Q- Who can furnish RPM services and obtain consent?

  • While CPT code 99091 can only be furnished by a physician or other qualified healthcare professional, CPT codes 99457 and 99458 can be furnished by a physician or other qualified healthcare professional, or by clinical staff under the general supervision of the physician. 
  • A physician or other qualified healthcare professional is defined in the CPT Code book as “an individual who is qualified by education, training, licensure/regulation (when applicable) and facility privileging (when applicable) who performs a professional service within his/her scope of practice and independently reports that professional service.”  When referring to a particular service described by a CPT code for Medicare purposes, a “physician or other qualified healthcare professional” is an individual whose scope of practice and Medicare benefit category includes the service and who is authorized to independently bill Medicare for the service.
  • A clinical staff member is defined in the CPT Code book as “a person who works under the supervision of a physician or other qualified healthcare professional and who is allowed by law, regulation, and facility policy to perform or assist in the performance of a specified professional service but does not individually report that professional service.” 
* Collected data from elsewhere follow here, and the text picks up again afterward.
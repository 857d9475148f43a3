use axum::{middleware::from_fn, routing::get, Router};
use tower_http::cors::{Any, CorsLayer};

use crate::api::handlers::{self, AppState};
use crate::api::middleware::log_requests;

/// Assemble the full route table. Every route is registered here,
/// statically, so the surface of the API is checked at compile time.
pub fn create_router(state: AppState) -> Router {
    Router::new()
        // API root document + health check
        .route("/", get(handlers::api_root))
        .route("/health", get(handlers::health_check))
        // Subjects
        .route("/api/v1/subject", get(handlers::list_subjects))
        .route("/api/v1/subject/summary", get(handlers::subject_summary))
        .route(
            "/api/v1/subject/by/:field/count",
            get(handlers::subjects_by_count),
        )
        .route(
            "/api/v1/subject/:organization/:namespace/:name",
            get(handlers::get_subject),
        )
        // Samples
        .route("/api/v1/sample", get(handlers::list_samples))
        .route("/api/v1/sample/summary", get(handlers::sample_summary))
        .route(
            "/api/v1/sample/by/:field/count",
            get(handlers::samples_by_count),
        )
        .route(
            "/api/v1/sample/:organization/:namespace/:name",
            get(handlers::get_sample),
        )
        // Files
        .route("/api/v1/file", get(handlers::list_files))
        .route("/api/v1/file/summary", get(handlers::file_summary))
        .route("/api/v1/file/by/:field/count", get(handlers::files_by_count))
        .route(
            "/api/v1/file/:organization/:namespace/:name",
            get(handlers::get_file),
        )
        // Namespaces + organizations
        .route("/api/v1/namespace", get(handlers::list_namespaces))
        .route(
            "/api/v1/namespace/:organization/:name",
            get(handlers::get_namespace),
        )
        .route("/api/v1/organization", get(handlers::list_organizations))
        .route("/api/v1/organization/:name", get(handlers::get_organization))
        // Metadata field descriptions
        .route(
            "/api/v1/metadata/fields/subject",
            get(handlers::subject_metadata_fields),
        )
        .route(
            "/api/v1/metadata/fields/sample",
            get(handlers::sample_metadata_fields),
        )
        .route(
            "/api/v1/metadata/fields/file",
            get(handlers::file_metadata_fields),
        )
        .layer(from_fn(log_requests))
        .layer(CorsLayer::new().allow_origin(Any))
        .with_state(state)
}
use serde::{Deserialize, Serialize};
use serde_json::Value;

use crate::model::Metadata;

/// Identity of a namespace: owning organization plus namespace name.
#[derive(Debug, Clone, PartialEq, Serialize, Deserialize)]
pub struct NamespaceId {
    #[serde(default, skip_serializing_if = "Option::is_none")]
    pub organization: Option<String>,
    #[serde(default, skip_serializing_if = "Option::is_none")]
    pub name: Option<String>,
}

/// Compound identity of a subject, sample or file:
/// (organization, namespace, name).
#[derive(Debug, Clone, PartialEq, Serialize, Deserialize)]
pub struct EntityId {
    #[serde(default, skip_serializing_if = "Option::is_none")]
    pub namespace: Option<NamespaceId>,
    #[serde(default, skip_serializing_if = "Option::is_none")]
    pub name: Option<String>,
}

impl EntityId {
    /// True when this identity is exactly the given
    /// (organization, namespace, name) tuple.
    pub fn is(&self, organization: &str, namespace: &str, name: &str) -> bool {
        let ns = match &self.namespace {
            Some(ns) => ns,
            None => return false,
        };
        ns.organization.as_deref() == Some(organization)
            && ns.name.as_deref() == Some(namespace)
            && self.name.as_deref() == Some(name)
    }
}

#[derive(Debug, Clone, PartialEq, Serialize, Deserialize)]
pub struct Subject {
    pub id: EntityId,
    #[serde(default, skip_serializing_if = "Option::is_none")]
    pub kind: Option<String>,
    #[serde(default)]
    pub metadata: Metadata,
    #[serde(default)]
    pub gateways: Vec<Value>,
}

#[derive(Debug, Clone, PartialEq, Serialize, Deserialize)]
pub struct Sample {
    pub id: EntityId,
    /// Identity of the subject this sample was taken from.
    #[serde(default, skip_serializing_if = "Option::is_none")]
    pub subject: Option<EntityId>,
    #[serde(default)]
    pub metadata: Metadata,
    #[serde(default)]
    pub gateways: Vec<Value>,
}

#[derive(Debug, Clone, PartialEq, Serialize, Deserialize)]
pub struct File {
    pub id: EntityId,
    /// Identities of the samples this file derives from.
    #[serde(default)]
    pub samples: Vec<EntityId>,
    #[serde(default)]
    pub metadata: Metadata,
    #[serde(default)]
    pub gateways: Vec<Value>,
}

#[derive(Debug, Clone, PartialEq, Serialize, Deserialize)]
pub struct Namespace {
    pub id: NamespaceId,
    #[serde(default, skip_serializing_if = "Option::is_none")]
    pub description: Option<String>,
    #[serde(default, skip_serializing_if = "Option::is_none")]
    pub contact_email: Option<String>,
    #[serde(default)]
    pub metadata: Metadata,
}

#[derive(Debug, Clone, PartialEq, Serialize, Deserialize)]
pub struct Organization {
    pub identifier: String,
    #[serde(default, skip_serializing_if = "Option::is_none")]
    pub name: Option<String>,
    #[serde(default)]
    pub metadata: Metadata,
}

/// Behavior shared by the filterable, aggregatable entity kinds.
/// `LABEL` is the node label the graph store matches on.
pub trait EntityRecord: Send + Sync {
    const LABEL: &'static str;

    fn identity(&self) -> &EntityId;
    fn metadata(&self) -> &Metadata;
}

impl EntityRecord for Subject {
    const LABEL: &'static str = "Subject";

    fn identity(&self) -> &EntityId {
        &self.id
    }

    fn metadata(&self) -> &Metadata {
        &self.metadata
    }
}

impl EntityRecord for Sample {
    const LABEL: &'static str = "Sample";

    fn identity(&self) -> &EntityId {
        &self.id
    }

    fn metadata(&self) -> &Metadata {
        &self.metadata
    }
}

impl EntityRecord for File {
    const LABEL: &'static str = "File";

    fn identity(&self) -> &EntityId {
        &self.id
    }

    fn metadata(&self) -> &Metadata {
        &self.metadata
    }
}

#[cfg(test)]
mod tests {
    use super::*;
    use serde_json::json;

    #[test]
    fn test_subject_deserializes_with_defaults() {
        let subject: Subject = serde_json::from_value(json!({
            "id": {"namespace": {"organization": "org1", "name": "ns1"}, "name": "SUBJ-1"}
        }))
        .unwrap();

        assert!(subject.kind.is_none());
        assert!(subject.metadata.is_empty());
        assert!(subject.gateways.is_empty());
        assert!(subject.id.is("org1", "ns1", "SUBJ-1"));
        assert!(!subject.id.is("org1", "ns1", "SUBJ-2"));
    }

    #[test]
    fn test_entity_id_without_namespace_never_matches() {
        let id = EntityId {
            namespace: None,
            name: Some("SUBJ-1".to_string()),
        };
        assert!(!id.is("org1", "ns1", "SUBJ-1"));
    }

    #[test]
    fn test_optional_identity_fields_are_omitted_when_absent() {
        let id = EntityId {
            namespace: None,
            name: None,
        };
        let encoded = serde_json::to_string(&id).unwrap();
        assert_eq!(encoded, "{}");
    }
}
  • In the 2021 Proposed Rule, CMS proposed to allow auxiliary personnel, in addition to clinical staff, to furnish services described by CPT codes 99453 and 99454 under the general supervision of the billing physician or practitioner. Auxiliary personnel include other individuals who are not clinical staff but are employees, or leased or contracted employees.  As noted in the 2021 Proposed Rule, CMS supported its proposal under the idea that “the CPT code descriptors do not specify that clinical staff must perform RPM services.” 
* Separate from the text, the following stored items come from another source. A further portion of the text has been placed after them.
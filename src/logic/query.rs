use url::form_urlencoded;

/// Decode a raw query string into ordered key/value pairs.
///
/// Duplicate keys collapse to a single entry: the first occurrence keeps its
/// position, the last value wins. Downstream consumers (filter parsing,
/// pagination, Link-header reproduction) all see the same view.
pub fn parse_query(raw: Option<&str>) -> Vec<(String, String)> {
    let raw = match raw {
        Some(raw) => raw,
        None => return Vec::new(),
    };

    let mut pairs: Vec<(String, String)> = Vec::new();
    for (key, value) in form_urlencoded::parse(raw.as_bytes()) {
        let key = key.into_owned();
        let value = value.into_owned();
        match pairs.iter_mut().find(|(existing, _)| *existing == key) {
            Some((_, slot)) => *slot = value,
            None => pairs.push((key, value)),
        }
    }
    pairs
}

/// Look up a query value by key.
pub fn query_value<'a>(pairs: &'a [(String, String)], key: &str) -> Option<&'a str> {
    pairs
        .iter()
        .find(|(k, _)| k == key)
        .map(|(_, v)| v.as_str())
}

#[cfg(test)]
mod tests {
    use super::*;

    #[test]
    fn test_parse_preserves_order_and_decodes() {
        let pairs = parse_query(Some("sex=M&metadata.unharmonized.site.code=A%2012"));
        assert_eq!(
            pairs,
            vec![
                ("sex".to_string(), "M".to_string()),
                (
                    "metadata.unharmonized.site.code".to_string(),
                    "A 12".to_string()
                ),
            ]
        );
    }

    #[test]
    fn test_duplicate_keys_keep_first_position_last_value() {
        let pairs = parse_query(Some("a=1&b=2&a=3"));
        assert_eq!(
            pairs,
            vec![
                ("a".to_string(), "3".to_string()),
                ("b".to_string(), "2".to_string()),
            ]
        );
    }

    #[test]
    fn test_missing_query_is_empty() {
        assert!(parse_query(None).is_empty());
        assert!(parse_query(Some("")).is_empty());
    }

    #[test]
    fn test_query_value() {
        let pairs = parse_query(Some("page=2&per_page=10"));
        assert_eq!(query_value(&pairs, "page"), Some("2"));
        assert_eq!(query_value(&pairs, "missing"), None);
    }
}
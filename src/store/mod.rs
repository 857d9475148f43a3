pub mod graph;
pub mod json_store;
pub mod traits;

pub use graph::*;
pub use json_store::*;
pub use traits::*;

use std::sync::Arc;

use crate::config::{StorageBackend, StorageConfig};

/// Construct the backend selected by configuration. Built once at startup
/// and injected into the router state; handlers never reach for globals.
pub fn build_store(config: &StorageConfig) -> Arc<dyn Store> {
    match config.backend {
        StorageBackend::Json => Arc::new(JsonFileStore::new(&config.data_dir)),
        StorageBackend::Graph => {
            let mut executor = HttpGraphExecutor::new(&config.graph.endpoint);
            if let (Some(username), Some(password)) =
                (&config.graph.username, &config.graph.password)
            {
                executor = executor.with_basic_auth(username, password);
            }
            Arc::new(GraphStore::new(Arc::new(executor)))
        }
    }
}
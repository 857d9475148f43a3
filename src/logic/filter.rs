use serde_json::Value;
use std::collections::BTreeMap;

use crate::model::{EntityRecord, Metadata, MetadataValue, Scalar};

/// Query keys that never participate in filtering: pagination plus the
/// reserved no-op `search` key.
pub const RESERVED_KEYS: [&str; 3] = ["page", "per_page", "search"];

const UNHARMONIZED_PREFIX: &str = "metadata.unharmonized.";

/// Parsed filter constraints, shared by both compilers.
///
/// The in-memory evaluator ([`FilterSpec::matches`]) and the Cypher compiler
/// ([`crate::logic::cypher::compile_where`]) consume this one representation,
/// so the two backends always agree on which constraints exist; each only
/// decides how to apply them.
#[derive(Debug, Clone, Default, PartialEq)]
pub struct FilterSpec {
    /// Harmonized constraints, keyed by metadata field name.
    pub harmonized: BTreeMap<String, String>,
    /// Unharmonized constraints: path segments under
    /// `metadata.unharmonized.` plus the expected value.
    pub unharmonized: Vec<(Vec<String>, String)>,
}

impl FilterSpec {
    /// Classify query pairs into filter constraints. Reserved keys and
    /// empty values are dropped; `metadata.unharmonized.<path>` keys become
    /// path walks, everything else is a harmonized field constraint.
    pub fn from_query(pairs: &[(String, String)]) -> Self {
        let mut spec = FilterSpec::default();
        for (key, value) in pairs {
            if RESERVED_KEYS.contains(&key.as_str()) || value.is_empty() {
                continue;
            }
            if let Some(path) = key.strip_prefix(UNHARMONIZED_PREFIX) {
                if !path.is_empty() {
                    let segments = path.split('.').map(str::to_string).collect();
                    spec.unharmonized.push((segments, value.clone()));
                }
            } else {
                spec.harmonized.insert(key.clone(), value.clone());
            }
        }
        spec
    }

    pub fn is_empty(&self) -> bool {
        self.harmonized.is_empty() && self.unharmonized.is_empty()
    }

    /// Evaluate every constraint against an entity's metadata (AND).
    ///
    /// Total over arbitrary document shapes: a missing field, a broken path
    /// or a type mismatch makes the entity non-matching, never an error.
    pub fn matches(&self, metadata: &Metadata) -> bool {
        self.harmonized
            .iter()
            .all(|(field, expected)| harmonized_matches(metadata.get(field), expected))
            && self.unharmonized.iter().all(|(path, expected)| {
                unharmonized_matches(metadata.get("unharmonized"), path, expected)
            })
    }
}

/// Drop the entities that do not satisfy the filter spec.
pub fn apply_filters<T: EntityRecord>(items: Vec<T>, spec: &FilterSpec) -> Vec<T> {
    if spec.is_empty() {
        return items;
    }
    items
        .into_iter()
        .filter(|item| spec.matches(item.metadata()))
        .collect()
}

/// The unwrap-then-compare rule for harmonized fields: resolve one
/// `{value: ...}` wrapper, then membership for sequences and exact equality
/// for everything else. Absent fields (and null payloads) fail closed.
fn harmonized_matches(node: Option<&MetadataValue>, expected: &str) -> bool {
    let node = match node {
        Some(node) => node,
        None => return false,
    };
    match node.unwrapped() {
        MetadataValue::Scalar(Scalar::Null) => false,
        MetadataValue::Sequence(items) => items.iter().any(|item| element_equals(item, expected)),
        other => element_equals(other, expected),
    }
}

/// Membership and equality are shallow: the filter value is a string and
/// only compares equal to a stored string. Wrapped objects or nested
/// containers inside a list never match.
fn element_equals(element: &MetadataValue, expected: &str) -> bool {
    matches!(element, MetadataValue::Scalar(Scalar::String(s)) if s == expected)
}

/// Walk `metadata.unharmonized.<path>` through nested maps. Any absent
/// segment (or a null terminal) fails closed; the terminal value follows the
/// same membership-or-equality rule, without unwrapping.
fn unharmonized_matches(subtree: Option<&MetadataValue>, path: &[String], expected: &str) -> bool {
    let subtree = match subtree {
        Some(subtree) => subtree.to_json(),
        None => return false,
    };

    let mut current = &subtree;
    for segment in path {
        current = match current {
            Value::Object(map) => match map.get(segment) {
                Some(next) => next,
                None => return false,
            },
            _ => return false,
        };
    }

    match current {
        Value::Null => false,
        Value::Array(items) => items.iter().any(|item| item == &Value::String(expected.into())),
        Value::String(s) => s == expected,
        _ => false,
    }
}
  • CMS also stated that RPM services are not considered to be diagnostic tests; they cannot be furnished and billed by an Independent Diagnostic Testing Facility on the order of a physician.
  • CMS proposed that consent to RPM can be obtained at the time RPM services are furnished. The consent can be obtained by individuals under contract with the billing physician or qualified healthcare professional.  CMS did not propose or address a permanent waiver of RPM co-payments.